Site-specific sonocatalytic tumor suppression by chemically engineered single-crystalline mesoporous titanium dioxide sonosensitizers.

The biomedical applications of TiO2-based nanosystems develop very slowly among diverse inorganic bio-nanosystems (e.g., Fe3O4, SiO2, MnO, Au, etc.) due to the lack of adequate synthetic strategies to fabricate TiO2 nanoparticles with desirable nanostructures and their specific light responses in the ultraviolet range with potential phototoxicity and low tissue-penetrating capability.
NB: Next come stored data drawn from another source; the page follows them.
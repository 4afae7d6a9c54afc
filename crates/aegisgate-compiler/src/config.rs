//! 配置管理模块
//!
//! 该模块负责加载编译器配置，支持 YAML/JSON 格式，并允许通过 `AEGISGATE_` 前缀的环境变量覆盖。
//! 命名配置（标签作用域名等）随拓扑模式切换，作为显式参数传入编译器，不使用全局可变状态。

use anyhow::{anyhow, Context, Result};
use config::{Config, Environment, File, FileFormat};
use serde::{Deserialize, Serialize};
use std::path::{Path, PathBuf};
use std::time::Duration;
use tracing::{debug, info};

/// 部署拓扑
#[derive(Debug, Clone, Copy, PartialEq, Eq, Serialize, Deserialize)]
#[serde(rename_all = "kebab-case")]
pub enum TopologyKind {
    /// 单作用域部署
    SingleScope,
    /// 多租户（组织/项目/VPC）部署
    MultiTenant,
}

/// 命名配置
#[derive(Debug, Clone, PartialEq, Eq, Serialize, Deserialize)]
#[serde(default)]
pub struct NamingConfig {
    /// 集群标签作用域
    pub cluster_scope: String,
    /// 命名空间标签作用域
    pub namespace_scope: String,
    /// 策略名称标签作用域
    pub policy_name_scope: String,
    /// 策略 UID 标签作用域
    pub policy_uid_scope: String,
    /// 规则哈希标签作用域
    pub rule_hash_scope: String,
    /// 组角色标签作用域
    pub group_type_scope: String,
    /// 地址集组归属键标签作用域
    pub address_set_scope: String,
    /// Pod 标记标签作用域
    pub pod_marker_scope: String,
    /// 虚拟机标记标签作用域
    pub vm_marker_scope: String,
    /// ID 与显示名的最大长度
    pub max_name_length: usize,
    /// 截断后附加的哈希长度
    pub hash_length: usize,
}

impl NamingConfig {
    /// 按拓扑选择标签作用域名
    pub fn for_topology(kind: TopologyKind) -> Self {
        let (policy_name_scope, policy_uid_scope) = match kind {
            TopologyKind::SingleScope => (
                "aegisgate/security_policy_name",
                "aegisgate/security_policy_uid",
            ),
            TopologyKind::MultiTenant => (
                "aegisgate/network_policy_name",
                "aegisgate/network_policy_uid",
            ),
        };

        Self {
            cluster_scope: "aegisgate/cluster".to_string(),
            namespace_scope: "aegisgate/namespace".to_string(),
            policy_name_scope: policy_name_scope.to_string(),
            policy_uid_scope: policy_uid_scope.to_string(),
            rule_hash_scope: "aegisgate/rule_hash".to_string(),
            group_type_scope: "aegisgate/group_type".to_string(),
            address_set_scope: "aegisgate/address_set_for".to_string(),
            pod_marker_scope: "aegisgate/pod".to_string(),
            vm_marker_scope: "aegisgate/vm".to_string(),
            max_name_length: 255,
            hash_length: 8,
        }
    }
}

impl Default for NamingConfig {
    fn default() -> Self {
        Self::for_topology(TopologyKind::SingleScope)
    }
}

/// 多租户默认上下文
#[derive(Debug, Clone, PartialEq, Eq, Serialize, Deserialize)]
#[serde(default)]
pub struct TenantDefaults {
    pub org_id: String,
    pub project_id: String,
}

impl Default for TenantDefaults {
    fn default() -> Self {
        Self {
            org_id: "default".to_string(),
            project_id: "default".to_string(),
        }
    }
}

/// 编译器配置
#[derive(Debug, Clone, Serialize, Deserialize)]
#[serde(default)]
pub struct CompilerConfig {
    /// 集群名称
    pub cluster: String,
    /// 部署拓扑
    pub topology: TopologyKind,
    /// 单作用域拓扑下的策略域
    pub domain: String,
    /// 多租户默认上下文
    pub tenant: TenantDefaults,
    /// 命名配置；未设置时按拓扑选择
    pub naming: Option<NamingConfig>,
    /// 清单查询超时（秒）
    pub lookup_timeout_seconds: u64,
    /// 日志级别
    pub log_level: String,
}

impl Default for CompilerConfig {
    fn default() -> Self {
        Self {
            cluster: "default".to_string(),
            topology: TopologyKind::SingleScope,
            domain: "default".to_string(),
            tenant: TenantDefaults::default(),
            naming: None,
            lookup_timeout_seconds: 30,
            log_level: "info".to_string(),
        }
    }
}

impl CompilerConfig {
    /// 实际生效的命名配置
    pub fn naming(&self) -> NamingConfig {
        self.naming
            .clone()
            .unwrap_or_else(|| NamingConfig::for_topology(self.topology))
    }

    pub fn lookup_timeout(&self) -> Duration {
        Duration::from_secs(self.lookup_timeout_seconds)
    }

    /// 校验配置
    pub fn validate(&self) -> Result<()> {
        if self.cluster.trim().is_empty() {
            return Err(anyhow!("集群名称不能为空"));
        }
        let naming = self.naming();
        if naming.max_name_length < 64 {
            return Err(anyhow!(
                "名称最大长度 {} 过小，至少为 64",
                naming.max_name_length
            ));
        }
        if naming.hash_length == 0 || naming.hash_length > 64 {
            return Err(anyhow!("哈希长度 {} 无效", naming.hash_length));
        }
        if self.lookup_timeout_seconds == 0 {
            return Err(anyhow!("查询超时必须大于 0"));
        }
        Ok(())
    }
}

/// 配置管理器
pub struct ConfigManager {
    /// 当前配置
    config: CompilerConfig,
}

impl ConfigManager {
    /// 创建新的配置管理器
    pub fn new(config_path: &str) -> Result<Self> {
        let config_path = PathBuf::from(config_path);

        let config = Self::load_config(&config_path)
            .context(format!("无法加载配置文件: {:?}", config_path))?;

        info!(
            "已加载配置: 集群 {}, 拓扑 {:?}",
            config.cluster, config.topology
        );

        Ok(Self { config })
    }

    /// 加载配置文件
    fn load_config(config_path: &Path) -> Result<CompilerConfig> {
        let config_file = config_path.to_str().ok_or_else(|| anyhow!("配置路径无效"))?;

        // 确定配置文件格式
        let format = match config_path.extension().and_then(|ext| ext.to_str()) {
            Some("yaml") | Some("yml") => FileFormat::Yaml,
            Some("json") => FileFormat::Json,
            _ => return Err(anyhow!("不支持的配置文件格式，仅支持 YAML 或 JSON")),
        };

        let config = Config::builder()
            .add_source(File::with_name(config_file).format(format))
            .add_source(Environment::with_prefix("AEGISGATE").separator("__"))
            .build()
            .context("构建配置失败")?;

        let compiler_config = config
            .try_deserialize::<CompilerConfig>()
            .context("配置格式错误")?;
        compiler_config.validate()?;

        debug!("从 {:?} 加载配置成功", config_path);
        Ok(compiler_config)
    }

    /// 获取完整配置
    pub fn get_config(&self) -> &CompilerConfig {
        &self.config
    }
}

#[cfg(test)]
mod tests {
    use super::*;
    use std::io::Write;

    #[test]
    fn test_naming_swaps_with_topology() {
        let single = NamingConfig::for_topology(TopologyKind::SingleScope);
        let multi = NamingConfig::for_topology(TopologyKind::MultiTenant);
        assert_ne!(single.policy_uid_scope, multi.policy_uid_scope);
        assert_eq!(single.cluster_scope, multi.cluster_scope);
    }

    #[test]
    fn test_validate() {
        let mut config = CompilerConfig::default();
        assert!(config.validate().is_ok());

        config.cluster = " ".to_string();
        assert!(config.validate().is_err());

        let mut config = CompilerConfig::default();
        let mut naming = config.naming();
        naming.max_name_length = 10;
        config.naming = Some(naming);
        assert!(config.validate().is_err());
    }

    #[test]
    fn test_load_yaml_config() {
        let mut file = tempfile::Builder::new().suffix(".yaml").tempfile().unwrap();
        writeln!(
            file,
            "cluster: prod-east\ntopology: multi-tenant\n\
             tenant:\n  org_id: acme\n  project_id: payments\n"
        )
        .unwrap();

        let manager = ConfigManager::new(file.path().to_str().unwrap()).unwrap();
        let config = manager.get_config();
        assert_eq!(config.cluster, "prod-east");
        assert_eq!(config.topology, TopologyKind::MultiTenant);
        assert_eq!(config.tenant.project_id, "payments");
        assert_eq!(config.lookup_timeout_seconds, 30);
        assert_eq!(
            config.naming().policy_uid_scope,
            "aegisgate/network_policy_uid"
        );
    }

    #[test]
    fn test_unsupported_format() {
        let file = tempfile::Builder::new().suffix(".toml").tempfile().unwrap();
        assert!(ConfigManager::new(file.path().to_str().unwrap()).is_err());
    }
}
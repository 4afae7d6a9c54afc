//! AegisGate CLI
//!
//! 以 dry-run 方式编译 ZeroTrustPolicy 并输出应用集合。

use aegisgate_compiler::Cli;
use anyhow::{Context, Result};
use clap::Parser;
use tracing_subscriber::{layer::SubscriberExt, util::SubscriberInitExt, EnvFilter};

#[tokio::main]
async fn main() -> Result<()> {
    let cli = Cli::parse();
    let config = cli.load_config()?;

    tracing_subscriber::registry()
        .with(
            EnvFilter::try_from_default_env().unwrap_or_else(|_| EnvFilter::new(&config.log_level)),
        )
        .with(tracing_subscriber::fmt::layer().with_target(false))
        .init();

    let batch = cli.execute(&config).await?;
    let output = serde_json::to_string_pretty(&batch).context("序列化应用集合失败")?;
    println!("{}", output);
    Ok(())
}
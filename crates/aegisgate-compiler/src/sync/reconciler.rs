//! 策略协调器
//!
//! 每条策略的协调流程：编译期望对象，与存储中的已发布对象做差异计算，原子发布应用集合，
//! 发布成功后提交到存储。多条策略可以并发协调，它们只共享按所有者划分的存储。

use aegisgate_common::{
    BackendGroup, BackendPolicy, BackendRule, BackendShare, Error, OwnerRef, PolicyIntent, Result,
};
use futures::future::join_all;
use std::sync::Arc;
use tracing::{debug, error, info, warn};

use super::diff::diff;
use super::publisher::{ApplyBatch, Publisher};
use super::store::{MemoryStore, ObjectStore};
use crate::compiler::PolicyCompiler;

/// 各类后端对象的存储
#[derive(Clone)]
pub struct ObjectStores {
    pub policies: Arc<dyn ObjectStore<BackendPolicy>>,
    pub groups: Arc<dyn ObjectStore<BackendGroup>>,
    pub rules: Arc<dyn ObjectStore<BackendRule>>,
    pub shares: Arc<dyn ObjectStore<BackendShare>>,
}

impl ObjectStores {
    pub fn in_memory() -> Self {
        Self {
            policies: Arc::new(MemoryStore::new()),
            groups: Arc::new(MemoryStore::new()),
            rules: Arc::new(MemoryStore::new()),
            shares: Arc::new(MemoryStore::new()),
        }
    }
}

/// 策略协调器
pub struct PolicyReconciler {
    compiler: PolicyCompiler,
    stores: ObjectStores,
    publisher: Arc<dyn Publisher>,
}

impl PolicyReconciler {
    pub fn new(
        compiler: PolicyCompiler,
        stores: ObjectStores,
        publisher: Arc<dyn Publisher>,
    ) -> Self {
        Self {
            compiler,
            stores,
            publisher,
        }
    }

    /// 协调一条策略，返回已发布的应用集合
    ///
    /// 命名端口没有有效选项时，受影响的地址集组被清空成员后发布，然后返回
    /// [`Error::NoEffectiveOption`]；策略的其余对象保持上一次成功应用的状态。
    ///
    /// 只有带地址集归属标签的组会被清空。命名端口只解析到单个地址时，规则直接引用该地址，
    /// 此时已发布规则的目标地址不会被撤回，直到下一次成功协调或 [`Self::remove`]。
    pub async fn reconcile(&self, intent: &PolicyIntent) -> Result<ApplyBatch> {
        let owner = &intent.owner;
        info!("开始协调策略 {}", owner);

        let compiled = match self.compiler.compile(intent) {
            Ok(compiled) => compiled,
            Err(Error::NoEffectiveOption {
                rule,
                stale_address_sets,
            }) => {
                warn!("策略 {} 的规则 {} 没有有效选项，清空其地址集组", owner, rule);
                let existing = self.stores.groups.list(owner).await;
                let cleared = self.cleared_groups(&existing, &stale_address_sets);
                let affected: Vec<BackendGroup> = existing
                    .into_iter()
                    .filter(|g| cleared.iter().any(|c| c.id == g.id))
                    .collect();

                let mut batch = ApplyBatch::new(owner.clone());
                batch.groups = diff(&affected, &cleared);
                self.publish_and_commit(batch).await?;

                return Err(Error::NoEffectiveOption {
                    rule,
                    stale_address_sets,
                });
            }
            Err(e) => {
                error!("策略 {} 编译失败: {}", owner, e);
                return Err(e);
            }
        };

        let existing_groups = self.stores.groups.list(owner).await;
        let mut desired_groups = compiled.groups;
        for cleared in self.cleared_groups(&existing_groups, &compiled.cleared_address_sets) {
            if !desired_groups.iter().any(|g| g.id == cleared.id) {
                desired_groups.push(cleared);
            }
        }

        let batch = ApplyBatch {
            owner: owner.clone(),
            policies: diff(
                &self.stores.policies.list(owner).await,
                std::slice::from_ref(&compiled.policy),
            ),
            groups: diff(&existing_groups, &desired_groups),
            rules: diff(&self.stores.rules.list(owner).await, &compiled.rules),
            shares: diff(&self.stores.shares.list(owner).await, &compiled.shares),
        };
        self.publish_and_commit(batch).await
    }

    /// 撤销一条策略的全部已发布对象
    pub async fn remove(&self, owner: &OwnerRef) -> Result<ApplyBatch> {
        info!("撤销策略 {}", owner);
        let batch = ApplyBatch {
            owner: owner.clone(),
            policies: diff(&self.stores.policies.list(owner).await, &[]),
            groups: diff(&self.stores.groups.list(owner).await, &[]),
            rules: diff(&self.stores.rules.list(owner).await, &[]),
            shares: diff(&self.stores.shares.list(owner).await, &[]),
        };
        self.publish_and_commit(batch).await
    }

    /// 并发协调多条策略，每条策略的结果相互独立
    pub async fn reconcile_many(&self, intents: &[PolicyIntent]) -> Vec<Result<ApplyBatch>> {
        join_all(intents.iter().map(|intent| self.reconcile(intent))).await
    }

    /// 已发布的、归属键在 `keys` 中的地址集组，成员清空
    fn cleared_groups(&self, existing: &[BackendGroup], keys: &[String]) -> Vec<BackendGroup> {
        if keys.is_empty() {
            return Vec::new();
        }
        let scope = &self.compiler.naming().address_set_scope;
        existing
            .iter()
            .filter(|g| {
                g.tags
                    .iter()
                    .any(|t| &t.scope == scope && keys.contains(&t.tag))
            })
            .map(|g| {
                let mut cleared = g.clone();
                cleared.expression.clear();
                cleared
            })
            .collect()
    }

    async fn publish_and_commit(&self, batch: ApplyBatch) -> Result<ApplyBatch> {
        if batch.is_empty() {
            debug!("所有者 {} 没有需要发布的变化", batch.owner);
            return Ok(batch);
        }

        if let Err(e) = self.publisher.publish(&batch).await {
            error!("所有者 {} 的批次发布失败: {}", batch.owner, e);
            return Err(e);
        }

        let owner = &batch.owner;
        self.stores.policies.apply(owner, &batch.policies).await?;
        self.stores.groups.apply(owner, &batch.groups).await?;
        self.stores.rules.apply(owner, &batch.rules).await?;
        self.stores.shares.apply(owner, &batch.shares).await?;

        info!(
            "所有者 {} 已发布 {} 个对象（删除 {}）",
            owner,
            batch.len(),
            batch.deletions()
        );
        Ok(batch)
    }
}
In this work, we report on the rational design and fabrication of colloidal single-crystalline and mesoporous anatase TiO2 nanoparticles (MTNs) with high dispersity, well-defined mesoporosity, uniform morphology and nanosized single-crystalline structure, employing a facile yet versatile bottom-up chemical strategy, i.e., pre-hydrolysis of titanium precursors combined with subsequent solvothermal treatment (PH-ST) simply using water as the additive. Highly biocompatible PEGylated MTNs have exerted their unique function as efficient sonosensitizers for sonodynamic therapy (SDT) of cancer, as systematically demonstrated both in vitro and in vivo. The production of reactive oxygen species (ROS) by MTN-sonosensitized SDT has been demonstrated to be the mechanism for efficient tumor SDT. The in vivo biocompatibility assay revealed that either a single dose at 150 mg kg-1 or repeated doses at as high as a total of 400 mg kg-1 exhibited no obvious in vivo toxicity. The ultrasound irradiation of MTNs in SDT is expected to break the depth shadow of light responsiveness of TiO2-based nanosystems in the ultraviolet range, and the presence of well-defined mesoporous nanostructures of MTNs shows great potential for the delivery of therapeutic agents for combined cancer therapy.